Lee Sun-hee (; born November 11, 1964) is a South Korean singer-songwriter. She is often referred to as Korea's "National Diva" for her immense popularity, commercial success, and vocal ability. 

Lee debuted in 1984 with the song, "To J," for which she won first prize in the MBC Riverside Song Festival. She released her first album, Ah! The Good Old Days, the following year in 1985. She released a string of successful albums in the 1980s and early 1990s, and won awards at KBS Song Festival and MBC Ten Singers Song Festival every year from 1984 to 1990, as well as main prize at the Golden Disc Awards every year from 1986 to 1990.

The government of South Korea awarded Lee the prestigious Prime Minister's Commendation in 2010 for her contributions to popular culture.

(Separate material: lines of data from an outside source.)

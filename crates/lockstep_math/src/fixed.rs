//! # Fixed-Point Arithmetic
//!
//! **CRITICAL: NO FLOATING POINT IN THE SIMULATION**
//!
//! Every position, distance and partition line in the engine is a `Fixed`:
//! an `i32` holding `value * 2^16`.
//!
//! ## Overflow Rules
//!
//! - Addition, subtraction and negation wrap (two's complement). Map
//!   coordinates are bounded well inside the representable range, and
//!   wrapping keeps the result identical on every target.
//! - Multiplication widens to `i64` and truncates back to `i32`.
//! - Division saturates to `i32::MIN` / `i32::MAX` when the quotient does
//!   not fit, which also covers division by zero.
//!
//! ## Range
//!
//! - Minimum: -32768.0
//! - Maximum: 32767.99998 (1/65536 resolution)

use std::fmt;
use std::ops::{Add, AddAssign, Neg, Sub, SubAssign};

use bytemuck::{Pod, Zeroable};

/// Number of fractional bits.
pub const FRACBITS: u32 = 16;

/// Raw value of `1.0`.
pub const FRACUNIT: i32 = 1 << FRACBITS;

/// Fixed-point number with 16 fractional bits.
///
/// Internally stores `value * 65536` as an `i32`.
///
/// # Example
///
/// ```rust
/// use lockstep_math::Fixed;
///
/// let half = Fixed::from_raw(0x8000);
/// assert_eq!((Fixed::from_int(3) * half).to_int(), 1);
/// ```
#[derive(Clone, Copy, PartialEq, Eq, PartialOrd, Ord, Hash, Default, Pod, Zeroable)]
#[repr(transparent)]
pub struct Fixed(i32);

impl Fixed {
    /// Zero value.
    pub const ZERO: Self = Self(0);

    /// One unit (1.0).
    pub const ONE: Self = Self(FRACUNIT);

    /// Largest representable value.
    pub const MAX: Self = Self(i32::MAX);

    /// Smallest representable value.
    pub const MIN: Self = Self(i32::MIN);

    /// Creates a fixed-point number from a whole map unit.
    ///
    /// Values outside `-32768..=32767` wrap.
    #[inline]
    #[must_use]
    pub const fn from_int(whole: i32) -> Self {
        Self(whole.wrapping_shl(FRACBITS))
    }

    /// Creates a fixed-point number from its raw representation.
    #[inline]
    #[must_use]
    pub const fn from_raw(raw: i32) -> Self {
        Self(raw)
    }

    /// Returns the raw internal value.
    #[inline]
    #[must_use]
    pub const fn raw(self) -> i32 {
        self.0
    }

    /// Drops the fractional part (arithmetic shift, rounds toward -inf).
    ///
    /// This is the de-fractionalization used before multiplying two
    /// coordinates so the product stays inside an `i32`.
    #[inline]
    #[must_use]
    pub const fn to_int(self) -> i32 {
        self.0 >> FRACBITS
    }

    /// Returns the fractional bits (0..65536).
    #[inline]
    #[must_use]
    pub const fn frac(self) -> i32 {
        self.0 & (FRACUNIT - 1)
    }

    /// Returns true if this value is zero.
    #[inline]
    #[must_use]
    pub const fn is_zero(self) -> bool {
        self.0 == 0
    }

    /// Returns true if this value is strictly negative.
    #[inline]
    #[must_use]
    pub const fn is_negative(self) -> bool {
        self.0 < 0
    }

    /// Returns true if this value is strictly positive.
    #[inline]
    #[must_use]
    pub const fn is_positive(self) -> bool {
        self.0 > 0
    }

    /// Branch-free absolute value. `MIN.abs()` wraps to `MIN`.
    #[inline]
    #[must_use]
    pub const fn abs(self) -> Self {
        let sign = self.0 >> 31;
        Self((self.0 ^ sign).wrapping_sub(sign))
    }

    /// Multiplies two fixed-point numbers.
    ///
    /// The product is computed in 64 bits and truncated back to 32.
    #[inline]
    #[must_use]
    pub const fn mul(self, rhs: Self) -> Self {
        Self(((self.0 as i64 * rhs.0 as i64) >> FRACBITS) as i32)
    }

    /// Divides two fixed-point numbers, saturating on overflow.
    #[inline]
    #[must_use]
    pub const fn div(self, rhs: Self) -> Self {
        if (self.0.unsigned_abs() >> 14) >= rhs.0.unsigned_abs() {
            return if (self.0 ^ rhs.0) < 0 { Self::MIN } else { Self::MAX };
        }
        Self((((self.0 as i64) << FRACBITS) / rhs.0 as i64) as i32)
    }

    /// Checked addition. Returns `None` on overflow.
    #[inline]
    #[must_use]
    pub const fn checked_add(self, rhs: Self) -> Option<Self> {
        match self.0.checked_add(rhs.0) {
            Some(v) => Some(Self(v)),
            None => None,
        }
    }

    /// Checked subtraction. Returns `None` on overflow.
    #[inline]
    #[must_use]
    pub const fn checked_sub(self, rhs: Self) -> Option<Self> {
        match self.0.checked_sub(rhs.0) {
            Some(v) => Some(Self(v)),
            None => None,
        }
    }

    /// Saturating addition.
    #[inline]
    #[must_use]
    pub const fn saturating_add(self, rhs: Self) -> Self {
        Self(self.0.saturating_add(rhs.0))
    }

    /// Saturating subtraction.
    #[inline]
    #[must_use]
    pub const fn saturating_sub(self, rhs: Self) -> Self {
        Self(self.0.saturating_sub(rhs.0))
    }
}

impl Add for Fixed {
    type Output = Self;

    #[inline]
    fn add(self, rhs: Self) -> Self::Output {
        Self(self.0.wrapping_add(rhs.0))
    }
}

impl AddAssign for Fixed {
    #[inline]
    fn add_assign(&mut self, rhs: Self) {
        self.0 = self.0.wrapping_add(rhs.0);
    }
}

impl Sub for Fixed {
    type Output = Self;

    #[inline]
    fn sub(self, rhs: Self) -> Self::Output {
        Self(self.0.wrapping_sub(rhs.0))
    }
}

impl SubAssign for Fixed {
    #[inline]
    fn sub_assign(&mut self, rhs: Self) {
        self.0 = self.0.wrapping_sub(rhs.0);
    }
}

impl Neg for Fixed {
    type Output = Self;

    #[inline]
    fn neg(self) -> Self::Output {
        Self(self.0.wrapping_neg())
    }
}

impl std::ops::Mul for Fixed {
    type Output = Self;

    #[inline]
    fn mul(self, rhs: Self) -> Self::Output {
        Fixed::mul(self, rhs)
    }
}

impl std::ops::Div for Fixed {
    type Output = Self;

    #[inline]
    fn div(self, rhs: Self) -> Self::Output {
        Fixed::div(self, rhs)
    }
}

impl fmt::Debug for Fixed {
    fn fmt(&self, f: &mut fmt::Formatter<'_>) -> fmt::Result {
        write!(f, "Fixed({self})")
    }
}

impl fmt::Display for Fixed {
    fn fmt(&self, f: &mut fmt::Formatter<'_>) -> fmt::Result {
        // Five decimals is enough to tell 1/65536 steps apart.
        let scaled = (i64::from(self.0) * 100_000) / i64::from(FRACUNIT);
        let sign = if scaled < 0 { "-" } else { "" };
        let scaled = scaled.abs();
        write!(f, "{sign}{}.{:05}", scaled / 100_000, scaled % 100_000)
    }
}

#[cfg(test)]
mod tests {
    use super::*;

    #[test]
    fn test_from_int() {
        let value = Fixed::from_int(100);
        assert_eq!(value.raw(), 100 << 16);
        assert_eq!(value.to_int(), 100);
        assert_eq!(value.frac(), 0);
    }

    #[test]
    fn test_to_int_rounds_toward_negative_infinity() {
        assert_eq!(Fixed::from_raw(-1).to_int(), -1);
        assert_eq!(Fixed::from_raw(FRACUNIT + 1).to_int(), 1);
    }

    #[test]
    fn test_addition_wraps() {
        let result = Fixed::MAX + Fixed::from_raw(1);
        assert_eq!(result, Fixed::MIN);
        assert!(Fixed::MAX.checked_add(Fixed::from_raw(1)).is_none());
        assert_eq!(Fixed::MAX.saturating_add(Fixed::ONE), Fixed::MAX);
    }

    #[test]
    fn test_mul() {
        let a = Fixed::from_raw(3 * FRACUNIT / 2); // 1.5
        let b = Fixed::from_int(-4);
        assert_eq!((a * b).to_int(), -6);
    }

    #[test]
    fn test_div() {
        let a = Fixed::from_int(7);
        let b = Fixed::from_int(2);
        assert_eq!((a / b).raw(), 7 * FRACUNIT / 2);
    }

    #[test]
    fn test_div_saturates() {
        assert_eq!(Fixed::from_int(1) / Fixed::ZERO, Fixed::MAX);
        assert_eq!(Fixed::from_int(-1) / Fixed::ZERO, Fixed::MIN);
        assert_eq!(Fixed::from_int(30_000) / Fixed::from_raw(1), Fixed::MAX);
        assert_eq!(Fixed::from_int(30_000) / Fixed::from_raw(-1), Fixed::MIN);
    }

    #[test]
    fn test_abs() {
        assert_eq!(Fixed::from_int(-5).abs(), Fixed::from_int(5));
        assert_eq!(Fixed::from_int(5).abs(), Fixed::from_int(5));
        assert_eq!(Fixed::MIN.abs(), Fixed::MIN);
    }

    #[test]
    fn test_display() {
        assert_eq!(format!("{}", Fixed::from_raw(3 * FRACUNIT / 2)), "1.50000");
        assert_eq!(format!("{}", Fixed::from_raw(-FRACUNIT / 4)), "-0.25000");
    }
}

In 2011, Lee became the fourth South Korean singer to ever perform at Carnegie Hall. She released her 15th album, Serendipity in 2014. In 2018, she performed in Pyongyang as a part of Spring is Coming and became one of few South Korean singers to perform twice in North Korea. She released her 16th album, Anbu in 2020.

Biography
Lee Sun-hee was born in 1964 in Boryeong, South Chungcheong Province, South Korea. She was raised near a secluded Buddhist temple by her mother and her father, a Buddhist monk who belongs to a sect of the religion that allows monks to marry and have children. She attended Sangmyung High School and graduated from Incheon City College in 1984 with a degree in environmental management.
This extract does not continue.